Three Steps to Follow


infographic of three steps

Step 1: Understand Corruption Get familiar with how corruption impacts conservation and ways to respond

Whether you have decades of experience or are new to the field, you may not know exactly where corruption risks lie, how they might be influencing your conservation outcomes, and what can be done about them. Start by taking the 90-minute eCourse below.

Step 2: Assess Your Situation Identify how corruption affects the objectives of your own programming

Best results will come from layering interventions at multiple risk points. The first step is to think about who has power in your implementing context. You can then start to identify drivers and facilitators of corruption and entry points for—as well as limitations on—change. The resources below will help you to ask the right questions and identify those risk points.

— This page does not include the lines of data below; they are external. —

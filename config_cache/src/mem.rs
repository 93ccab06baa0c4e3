//! In-memory implementation of the configuration service. Usable for
//! testing, or for single-node deployments running without a remote
//! configuration service.

use crate::interface::{ConfigService, Error, Result};
use async_trait::async_trait;
use bytes::Bytes;
use data_types::{
    SnapshotPolicy, SnapshotPolicyId, Tenant, TenantId, TenantMembership, User, UserId,
    UserUpdate, Volume, VolumeId, VolumeState,
};
use parking_lot::Mutex;
use std::sync::Arc;

/// In-memory configuration service.
///
/// Every successful mutation increments the version counter by exactly one;
/// failed mutations leave it untouched. Volume provisioning is collapsed to
/// a single step, so created volumes are immediately
/// [`Active`](VolumeState::Active).
#[derive(Default)]
pub struct MemConfigService {
    state: Arc<Mutex<MemState>>,
}

impl MemConfigService {
    /// The name of this service implementation.
    pub const NAME: &'static str = "memory";

    /// Create an empty service at version 0, with volume listing ready.
    pub fn new() -> Self {
        Self::default()
    }

    /// Toggle readiness of the volume listing.
    ///
    /// While not ready, [`ConfigService::list_volumes`] fails with
    /// [`Error::ClusterNotReady`], mimicking a cluster whose volume manager
    /// has not elected a leader yet.
    pub fn set_cluster_ready(&self, ready: bool) {
        self.state.lock().cluster_ready = ready;
    }

    /// Insert a membership without validation and bump the version.
    ///
    /// Lets tests model a remote that hands out records with dangling
    /// references.
    #[cfg(test)]
    pub(crate) fn push_raw_membership(&self, membership: TenantMembership) {
        let mut stage = self.state.lock();
        stage.memberships.push(membership);
        stage.version += 1;
    }
}

impl std::fmt::Debug for MemConfigService {
    fn fmt(&self, f: &mut std::fmt::Formatter<'_>) -> std::fmt::Result {
        f.debug_struct("MemConfigService").finish_non_exhaustive()
    }
}

#[derive(Debug)]
struct MemState {
    version: u64,
    cluster_ready: bool,
    users: Vec<User>,
    tenants: Vec<Tenant>,
    memberships: Vec<TenantMembership>,
    volumes: Vec<Volume>,
    policies: Vec<SnapshotPolicy>,
    next_volume_id: i64,
    next_policy_id: i64,
}

impl Default for MemState {
    fn default() -> Self {
        Self {
            version: 0,
            cluster_ready: true,
            users: Default::default(),
            tenants: Default::default(),
            memberships: Default::default(),
            volumes: Default::default(),
            policies: Default::default(),
            next_volume_id: 1,
            next_policy_id: 1,
        }
    }
}

#[async_trait]
impl ConfigService for MemConfigService {
    async fn current_version(&self) -> Result<u64> {
        let stage = self.state.lock();

        Ok(stage.version)
    }

    async fn list_users(&self) -> Result<Vec<User>> {
        let stage = self.state.lock();

        Ok(stage.users.clone())
    }

    async fn list_tenants(&self) -> Result<Vec<Tenant>> {
        let stage = self.state.lock();

        Ok(stage.tenants.clone())
    }

    async fn list_tenant_members(&self, tenant_id: TenantId) -> Result<Vec<TenantMembership>> {
        let stage = self.state.lock();

        // Unknown tenants yield an empty list.
        Ok(stage
            .memberships
            .iter()
            .filter(|m| m.tenant_id == tenant_id)
            .copied()
            .collect())
    }

    async fn list_volumes(&self) -> Result<Vec<Volume>> {
        let stage = self.state.lock();

        if !stage.cluster_ready {
            return Err(Error::ClusterNotReady {
                descr: "volume manager has no leader".to_string(),
            });
        }
        Ok(stage.volumes.clone())
    }

    async fn list_snapshot_policies(&self) -> Result<Vec<SnapshotPolicy>> {
        let stage = self.state.lock();

        Ok(stage.policies.clone())
    }

    async fn create_user(
        &self,
        login: &str,
        password_hash: &str,
        api_secret: &str,
        is_admin: bool,
    ) -> Result<User> {
        let mut stage = self.state.lock();

        if stage.users.iter().any(|u| u.login == login) {
            return Err(Error::AlreadyExists {
                descr: login.to_string(),
            });
        }

        let user = User {
            id: UserId::new(stage.users.len() as i64 + 1),
            login: login.to_string(),
            password_hash: password_hash.to_string(),
            api_secret: api_secret.to_string(),
            is_admin,
        };
        stage.users.push(user.clone());
        stage.version += 1;
        Ok(user)
    }

    async fn update_user(&self, id: UserId, update: UserUpdate) -> Result<User> {
        let mut stage = self.state.lock();

        match stage.users.iter_mut().find(|u| u.id == id) {
            Some(user) => {
                let UserUpdate {
                    password_hash,
                    api_secret,
                    is_admin,
                } = update;
                if let Some(password_hash) = password_hash {
                    user.password_hash = password_hash;
                }
                if let Some(api_secret) = api_secret {
                    user.api_secret = api_secret;
                }
                if let Some(is_admin) = is_admin {
                    user.is_admin = is_admin;
                }
                let user = user.clone();
                stage.version += 1;
                Ok(user)
            }
            None => Err(Error::NotFound {
                descr: id.to_string(),
            }),
        }
    }

    async fn create_tenant(&self, name: &str) -> Result<Tenant> {
        let mut stage = self.state.lock();

        if stage.tenants.iter().any(|t| t.name == name) {
            return Err(Error::AlreadyExists {
                descr: name.to_string(),
            });
        }

        let tenant = Tenant {
            id: TenantId::new(stage.tenants.len() as i64 + 1),
            name: name.to_string(),
        };
        stage.tenants.push(tenant.clone());
        stage.version += 1;
        Ok(tenant)
    }

    async fn create_volume(
        &self,
        name: &str,
        tenant_id: TenantId,
        settings: Bytes,
    ) -> Result<Volume> {
        let mut stage = self.state.lock();

        if stage.volumes.iter().any(|v| v.name == name) {
            return Err(Error::AlreadyExists {
                descr: name.to_string(),
            });
        }
        if !stage.tenants.iter().any(|t| t.id == tenant_id) {
            return Err(Error::NotFound {
                descr: tenant_id.to_string(),
            });
        }

        let volume = Volume {
            id: VolumeId::new(stage.next_volume_id),
            name: name.to_string(),
            tenant_id,
            state: VolumeState::Active,
            settings,
        };
        stage.next_volume_id += 1;
        stage.volumes.push(volume.clone());
        stage.version += 1;
        Ok(volume)
    }

    async fn delete_volume(&self, id: VolumeId) -> Result<()> {
        let mut stage = self.state.lock();

        match stage.volumes.iter().position(|v| v.id == id) {
            Some(idx) => {
                stage.volumes.remove(idx);
                for policy in &mut stage.policies {
                    policy.volume_ids.retain(|v| *v != id);
                }
                stage.version += 1;
                Ok(())
            }
            None => Err(Error::NotFound {
                descr: id.to_string(),
            }),
        }
    }

    async fn assign_user(&self, tenant_id: TenantId, user_id: UserId) -> Result<()> {
        let mut stage = self.state.lock();

        if !stage.tenants.iter().any(|t| t.id == tenant_id) {
            return Err(Error::NotFound {
                descr: tenant_id.to_string(),
            });
        }
        if !stage.users.iter().any(|u| u.id == user_id) {
            return Err(Error::NotFound {
                descr: user_id.to_string(),
            });
        }
        if stage
            .memberships
            .iter()
            .any(|m| m.tenant_id == tenant_id && m.user_id == user_id)
        {
            return Err(Error::AlreadyExists {
                descr: format!("user {user_id} in tenant {tenant_id}"),
            });
        }

        stage.memberships.push(TenantMembership { tenant_id, user_id });
        stage.version += 1;
        Ok(())
    }

    async fn revoke_user(&self, tenant_id: TenantId, user_id: UserId) -> Result<()> {
        let mut stage = self.state.lock();

        match stage
            .memberships
            .iter()
            .position(|m| m.tenant_id == tenant_id && m.user_id == user_id)
        {
            Some(idx) => {
                stage.memberships.remove(idx);
                stage.version += 1;
                Ok(())
            }
            None => Err(Error::NotFound {
                descr: format!("user {user_id} in tenant {tenant_id}"),
            }),
        }
    }

    async fn create_snapshot_policy(
        &self,
        name: &str,
        schedule: &str,
        retain_count: u32,
    ) -> Result<SnapshotPolicy> {
        let mut stage = self.state.lock();

        if stage.policies.iter().any(|p| p.name == name) {
            return Err(Error::AlreadyExists {
                descr: name.to_string(),
            });
        }

        let policy = SnapshotPolicy {
            id: SnapshotPolicyId::new(stage.next_policy_id),
            name: name.to_string(),
            schedule: schedule.to_string(),
            retain_count,
            volume_ids: vec![],
        };
        stage.next_policy_id += 1;
        stage.policies.push(policy.clone());
        stage.version += 1;
        Ok(policy)
    }

    async fn delete_snapshot_policy(&self, id: SnapshotPolicyId) -> Result<()> {
        let mut stage = self.state.lock();

        match stage.policies.iter().position(|p| p.id == id) {
            Some(idx) => {
                stage.policies.remove(idx);
                stage.version += 1;
                Ok(())
            }
            None => Err(Error::NotFound {
                descr: id.to_string(),
            }),
        }
    }

    async fn attach_volume_to_policy(
        &self,
        policy_id: SnapshotPolicyId,
        volume_id: VolumeId,
    ) -> Result<()> {
        let mut stage = self.state.lock();

        if !stage.volumes.iter().any(|v| v.id == volume_id) {
            return Err(Error::NotFound {
                descr: volume_id.to_string(),
            });
        }
        match stage.policies.iter_mut().find(|p| p.id == policy_id) {
            Some(policy) => {
                if policy.volume_ids.contains(&volume_id) {
                    return Err(Error::AlreadyExists {
                        descr: format!("volume {volume_id} on policy {policy_id}"),
                    });
                }
                policy.volume_ids.push(volume_id);
                stage.version += 1;
                Ok(())
            }
            None => Err(Error::NotFound {
                descr: policy_id.to_string(),
            }),
        }
    }

    async fn detach_volume_from_policy(
        &self,
        policy_id: SnapshotPolicyId,
        volume_id: VolumeId,
    ) -> Result<()> {
        let mut stage = self.state.lock();

        match stage.policies.iter_mut().find(|p| p.id == policy_id) {
            Some(policy) => match policy.volume_ids.iter().position(|v| *v == volume_id) {
                Some(idx) => {
                    policy.volume_ids.remove(idx);
                    stage.version += 1;
                    Ok(())
                }
                None => Err(Error::NotFound {
                    descr: format!("volume {volume_id} on policy {policy_id}"),
                }),
            },
            None => Err(Error::NotFound {
                descr: policy_id.to_string(),
            }),
        }
    }

    fn name(&self) -> &'static str {
        Self::NAME
    }
}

People smiling around a conference table

Situation Analysis

Learn more about assessing the threats that corruption may pose to conservation objectives and identify responses that are appropriate to your specific context.

Step 3: Adapt Your Programming Consider approaches that fit your needs

Consider whether some of the programming avenues below would help to address your challenges. Take a moment to read these principles for getting started from recent experience testing anti-corruption approaches in various contexts.

Remember: Evidence suggests that targeting corruption through multiple approaches yields best results.



Illustration of park ranger outside with elephants and rhinos© Ompraksh Raj / Vecteezy

Case Study: Strengthening park management procedures to reduce opportunities for corruption

Corruption in wildlife management agencies can facilitate poaching and trafficking. WWF Kenya and the Basel Institute on Governance are analyzing corruption vulnerabilities that enable poaching in different contexts and ways to strengthen accountability in National Park and Protected Area management systems. Corruption risk-informed Standard Operating Procedures are being integrated into control room software to increase layers of oversight and reduce opportunities for corruption (TNRC Pilot 2023).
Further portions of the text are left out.